Bredar denied both sides’ motions for summary judgment for all claims except for one. He said the defendants were entitled to summary judgment on the plaintiffs’ claim that the T. Rowe Price investment affiliates breached their fiduciary duties by providing “self-interested and imprudent investment advice” to the plan’s trustees. He agreed with the defendants that there is “no evidence that T. Rowe Price’s subsidiaries provided any ‘investment advice’ at all to the trustees,” noting that employees of the T. Rowe Price affiliates merely “supplied the trustees with objective information about T. Rowe Price funds,” which does not qualify as providing “investment advice” under ERISA.
In his memorandum opinion, Bredar discussed rulings of law about ERISA prohibited transactions and prohibited transaction exemptions (PTEs) which, he said, “will provide the framework in which the arguments and evidence will be considered.”

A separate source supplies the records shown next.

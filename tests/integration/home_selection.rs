use crate::common::helpers::*;
use bloom::nav::Screen;
use crossterm::event::KeyCode;

fn move_to(state: &mut bloom::ui::AppState, name: &str) {
    let target = state.catalog.position(name).unwrap();
    press(state, &[KeyCode::Home]);
    for _ in 0..target {
        press(state, &[KeyCode::Down]);
    }
    assert_eq!(state.home.cursor, target);
}

#[test]
fn test_toggle_pothos_selects_only_pothos() {
    let mut state = app_at(Screen::Home);
    move_to(&mut state, "Pothos ");
    press(&mut state, &[KeyCode::Char(' ')]);

    let pothos = state.catalog.position("Pothos ").unwrap();
    let flags = selected_flags(&state);
    assert!(flags[pothos]);
    assert_eq!(flags.iter().filter(|f| !**f).count(), 10);
}

#[test]
fn test_toggle_pothos_twice_clears_it() {
    let mut state = app_at(Screen::Home);
    move_to(&mut state, "Pothos ");
    press(&mut state, &[KeyCode::Char(' '), KeyCode::Char(' ')]);

    assert!(selected_flags(&state).iter().all(|f| !f));
}

#[test]
fn test_search_is_a_stub() {
    let mut state = app_at(Screen::Home);
    let before = state.catalog.clone();
    press(&mut state, &[KeyCode::Char('/')]);

    assert_eq!(state.catalog, before);
    assert_eq!(state.status.as_deref(), Some("Search is not available yet"));
}

#[test]
fn test_click_row_toggles_entry() {
    let mut state = app_at(Screen::Home);
    draw(&mut state, 80, 40);
    let list = state.home.list_area.unwrap();

    // Second row starts three lines down
    bloom::ui::handle_mouse(click(list.x + 10, list.y + 3), &mut state);
    assert_eq!(state.home.cursor, 1);
    assert_eq!(state.catalog.selected_names(), vec!["Tiny terrariums "]);
}

#[test]
fn test_wheel_scroll_stays_in_bounds() {
    let mut state = app_at(Screen::Home);
    draw(&mut state, 80, 30);
    let max = state.home.max_scroll(state.catalog.len());
    assert!(max > 0);

    for _ in 0..50 {
        bloom::ui::handle_mouse(wheel(true), &mut state);
    }
    assert_eq!(state.home.scroll, max);

    for _ in 0..50 {
        bloom::ui::handle_mouse(wheel(false), &mut state);
    }
    assert_eq!(state.home.scroll, 0);
}

#[test]
fn test_cursor_end_shows_last_row() {
    let mut state = app_at(Screen::Home);
    draw(&mut state, 80, 30);
    press(&mut state, &[KeyCode::End]);

    // Theme cards still show the first entries, the list does not
    let text = buffer_text(&draw(&mut state, 80, 30));
    assert!(text.contains("Pothos"));
    assert!(!text.contains("Easy care"));
}

#[test]
fn test_click_below_last_row_toggles_nothing() {
    let mut state = app_at(Screen::Home);
    draw(&mut state, 80, 30);
    let list = state.home.list_area.unwrap();
    let drawn = state.home.visible_rows as u16 * 3;
    assert!(drawn < list.height);

    bloom::ui::handle_mouse(click(list.x + 10, list.y + drawn), &mut state);
    assert!(state.catalog.selected_names().is_empty());
    assert_eq!(state.home.cursor, 0);
}

#[test]
fn test_wheel_then_space_toggles_visible_row() {
    let mut state = app_at(Screen::Home);
    draw(&mut state, 80, 30);
    for _ in 0..6 {
        bloom::ui::handle_mouse(wheel(true), &mut state);
    }
    let scroll = state.home.scroll;
    assert!(state.home.cursor >= scroll && state.home.cursor < scroll + state.home.visible_rows);

    press(&mut state, &[KeyCode::Char(' ')]);
    let selected: Vec<String> = state.catalog.selected_names().into_iter().map(String::from).collect();
    assert_eq!(selected.len(), 1);
    assert_ne!(selected[0], "Desert chic ");

    // The toggled row is on screen
    let text = buffer_text(&draw(&mut state, 80, 30));
    assert!(text.contains(selected[0].trim_end()));
    assert!(text.contains("[x]"));
}
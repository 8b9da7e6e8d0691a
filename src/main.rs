mod app;
mod cli;

fn main() {
    app::run(cli::parse());
}
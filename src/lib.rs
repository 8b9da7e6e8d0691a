pub mod catalog;
pub mod config;
pub mod logging;
pub mod nav;
pub mod ui;
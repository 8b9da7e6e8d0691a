// Terminal UI using Ratatui

pub mod components;
pub mod events;
pub mod focus;
pub mod home;
pub mod login;
pub mod state;
pub mod strings;
pub mod theme;
pub mod welcome;

pub use events::{handle_key, handle_mouse, render, run_ui};
pub use home::HomeScreen;
pub use login::LoginScreen;
pub use state::AppState;
pub use welcome::WelcomeScreen;
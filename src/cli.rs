use bloom::nav::Screen;
use clap::{Parser, Subcommand};

#[derive(Parser)]
#[command(name = "bloom")]
#[command(about = "Garden catalog demo with welcome, login and home screens", long_about = None)]
pub struct Cli {
    #[command(subcommand)]
    pub command: Option<Commands>,

    /// Screen to open first: Welcome, Login or Home (overrides config)
    #[arg(long, value_name = "SCREEN")]
    pub start: Option<Screen>,
}

#[derive(Subcommand)]
pub enum Commands {
    /// Print the garden catalog
    Catalog {
        /// Emit JSON instead of a table
        #[arg(long)]
        json: bool,
    },

    /// Print the navigation graph
    Routes,

    /// Show config status and location, or create default config if missing
    InitConfig,
}

pub fn parse() -> Cli {
    Cli::parse()
}
// Reusable UI components

use crate::ui::theme;
use ratatui::{
    buffer::Buffer,
    layout::{Alignment, Rect},
    style::{Color, Modifier, Style, Stylize},
    text::{Line, Span},
    widgets::{Block, BorderType, Borders, Paragraph, Widget},
};

pub struct Footer {
    content: Line<'static>,
}

impl Footer {
    fn with_controls(prefix: String, controls: &[(&'static str, &'static str)]) -> Self {
        let mut spans = vec![Span::raw(prefix)];

        for (i, (hotkey, desc)) in controls.iter().enumerate() {
            if i > 0 {
                spans.push(Span::raw("  "));
            }
            spans.push(Span::styled(*hotkey, Style::default().fg(theme::HOTKEY)));
            spans.push(Span::raw(*desc));
        }

        Self {
            content: Line::from(spans),
        }
    }

    fn prefix(status: Option<&str>) -> String {
        match status {
            Some(message) => format!("{}  |  ", message),
            None => String::new(),
        }
    }

    pub fn welcome(status: Option<&str>) -> Self {
        let controls = [
            ("[Tab]", " Focus"),
            ("[Enter]", " Select"),
            ("[C]", "reate account"),
            ("[L]", "og in"),
            ("[Q]", "uit"),
        ];
        Self::with_controls(Self::prefix(status), &controls)
    }

    pub fn login(status: Option<&str>) -> Self {
        let controls = [("[Enter]", " Log in"), ("[Q]", "uit")];
        Self::with_controls(Self::prefix(status), &controls)
    }

    pub fn home(selected: usize, total: usize, status: Option<&str>) -> Self {
        let prefix = format!("{}Selected: {}/{}  |  ", Self::prefix(status), selected, total);
        let controls = [
            ("[↑/↓]", " Navigate"),
            ("[←/→]", " Themes"),
            ("[Space]", " Toggle"),
            ("[PgUp/PgDn]", " Scroll"),
            ("[/]", " Search"),
            ("[Q]", "uit"),
        ];
        Self::with_controls(prefix, &controls)
    }
}

impl Widget for Footer {
    fn render(self, area: Rect, buf: &mut Buffer) {
        Paragraph::new(self.content)
            .style(Style::default().bg(theme::FOOTER_BG))
            .render(area, buf);
    }
}

/// Horizontally centered slice of `area`, at most `width` wide.
pub fn centered(area: Rect, width: u16) -> Rect {
    let width = width.min(area.width);
    Rect {
        x: area.x + (area.width - width) / 2,
        width,
        ..area
    }
}

/// Filled button, label on the middle line.
pub fn render_button(label: &str, focused: bool, area: Rect, buf: &mut Buffer) {
    let style = if focused {
        Style::default()
            .bg(theme::SECONDARY)
            .fg(theme::ON_SECONDARY)
            .add_modifier(Modifier::BOLD | Modifier::UNDERLINED)
    } else {
        Style::default().bg(theme::SECONDARY).fg(theme::ON_SECONDARY)
    };

    let top_padding = area.height.saturating_sub(1) / 2;
    let mut lines = vec![Line::from(""); top_padding as usize];
    lines.push(Line::from(label.to_string()));

    Paragraph::new(lines)
        .alignment(Alignment::Center)
        .style(style)
        .render(area, buf);
}

/// Borderless text button.
pub fn render_text_button(label: &str, focused: bool, area: Rect, buf: &mut Buffer) {
    let style = if focused {
        Style::default()
            .fg(theme::SECONDARY)
            .add_modifier(Modifier::BOLD | Modifier::UNDERLINED)
    } else {
        Style::default().fg(theme::SECONDARY)
    };

    Paragraph::new(Line::from(label.to_string()))
        .alignment(Alignment::Center)
        .style(style)
        .render(area, buf);
}

pub fn render_checkbox(checked: bool, focused: bool, area: Rect, buf: &mut Buffer) {
    let symbol = if checked { "[x]" } else { "[ ]" };
    let style = if focused {
        Style::default().fg(theme::HOTKEY).bold()
    } else if checked {
        Style::default().fg(theme::SECONDARY).bold()
    } else {
        Style::default().fg(Color::Gray)
    };

    buf.set_line(area.x, area.y, &Line::from(Span::styled(symbol, style)), area.width);
}

/// Outlined input that only ever shows its placeholder.
pub fn render_placeholder_field(placeholder: &str, icon: Option<&str>, area: Rect, buf: &mut Buffer) {
    let block = Block::default()
        .borders(Borders::ALL)
        .border_type(BorderType::Rounded)
        .border_style(Style::default().fg(theme::ON_BACKGROUND));

    let mut spans = Vec::new();
    if let Some(icon) = icon {
        spans.push(Span::styled(icon.to_string(), Style::default().fg(theme::ON_BACKGROUND)));
        spans.push(Span::raw(" "));
    }
    spans.push(Span::styled(
        placeholder.to_string(),
        Style::default().fg(Color::Gray).add_modifier(Modifier::ITALIC),
    ));

    Paragraph::new(Line::from(spans)).block(block).render(area, buf);
}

He further suggested: “At trial, plaintiffs will need to identify specific transactions that run afoul of one or more of the [ERISA] Section 1106 prohibitions. Defendants will then have the opportunity to prove that some affirmative defense—whether PTE 77-3, the statute of repose, Section 1108(b)(8), or another Section 1108(b) exemption—protects them from liability for each transaction.”